Input data:

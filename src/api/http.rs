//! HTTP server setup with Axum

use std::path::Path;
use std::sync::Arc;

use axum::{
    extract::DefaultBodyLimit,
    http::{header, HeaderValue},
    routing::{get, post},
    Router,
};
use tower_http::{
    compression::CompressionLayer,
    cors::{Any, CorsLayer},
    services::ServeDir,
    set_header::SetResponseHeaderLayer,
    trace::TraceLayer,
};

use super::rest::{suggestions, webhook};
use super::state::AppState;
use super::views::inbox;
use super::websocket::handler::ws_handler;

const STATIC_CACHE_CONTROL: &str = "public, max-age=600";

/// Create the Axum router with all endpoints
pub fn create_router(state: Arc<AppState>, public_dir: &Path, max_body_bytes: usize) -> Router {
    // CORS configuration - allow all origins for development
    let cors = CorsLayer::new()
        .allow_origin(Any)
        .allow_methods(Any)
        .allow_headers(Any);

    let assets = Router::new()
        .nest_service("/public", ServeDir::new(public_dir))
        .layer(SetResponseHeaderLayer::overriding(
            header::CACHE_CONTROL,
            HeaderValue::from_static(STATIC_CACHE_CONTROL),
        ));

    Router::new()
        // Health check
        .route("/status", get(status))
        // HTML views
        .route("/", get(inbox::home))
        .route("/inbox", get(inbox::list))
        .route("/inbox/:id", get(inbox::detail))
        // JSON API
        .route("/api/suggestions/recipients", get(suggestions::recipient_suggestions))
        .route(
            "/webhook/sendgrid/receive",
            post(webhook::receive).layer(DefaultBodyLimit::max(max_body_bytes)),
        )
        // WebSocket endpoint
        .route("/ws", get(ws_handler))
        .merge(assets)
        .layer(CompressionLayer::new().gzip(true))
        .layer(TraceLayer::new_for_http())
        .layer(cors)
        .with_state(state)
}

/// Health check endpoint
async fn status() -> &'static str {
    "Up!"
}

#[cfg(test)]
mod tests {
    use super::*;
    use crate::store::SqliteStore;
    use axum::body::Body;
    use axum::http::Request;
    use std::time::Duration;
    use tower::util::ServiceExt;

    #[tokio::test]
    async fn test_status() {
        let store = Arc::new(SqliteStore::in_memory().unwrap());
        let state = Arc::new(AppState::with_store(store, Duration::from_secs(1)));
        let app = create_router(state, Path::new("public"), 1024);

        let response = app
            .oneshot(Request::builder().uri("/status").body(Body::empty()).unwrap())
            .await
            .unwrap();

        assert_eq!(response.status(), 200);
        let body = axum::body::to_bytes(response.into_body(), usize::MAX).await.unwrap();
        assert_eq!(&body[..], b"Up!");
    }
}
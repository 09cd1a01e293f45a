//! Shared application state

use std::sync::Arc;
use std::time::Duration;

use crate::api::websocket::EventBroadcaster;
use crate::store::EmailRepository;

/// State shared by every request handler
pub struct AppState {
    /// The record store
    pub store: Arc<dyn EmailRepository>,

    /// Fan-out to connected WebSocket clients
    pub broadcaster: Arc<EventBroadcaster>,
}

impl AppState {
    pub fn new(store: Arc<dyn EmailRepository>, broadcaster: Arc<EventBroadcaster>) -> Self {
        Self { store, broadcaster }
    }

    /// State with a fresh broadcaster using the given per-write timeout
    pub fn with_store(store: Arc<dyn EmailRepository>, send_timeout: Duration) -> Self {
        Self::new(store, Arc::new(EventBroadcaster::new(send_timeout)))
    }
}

Exercise prompt: Count lines above containing "Self" and report only the total.

Written solution: 4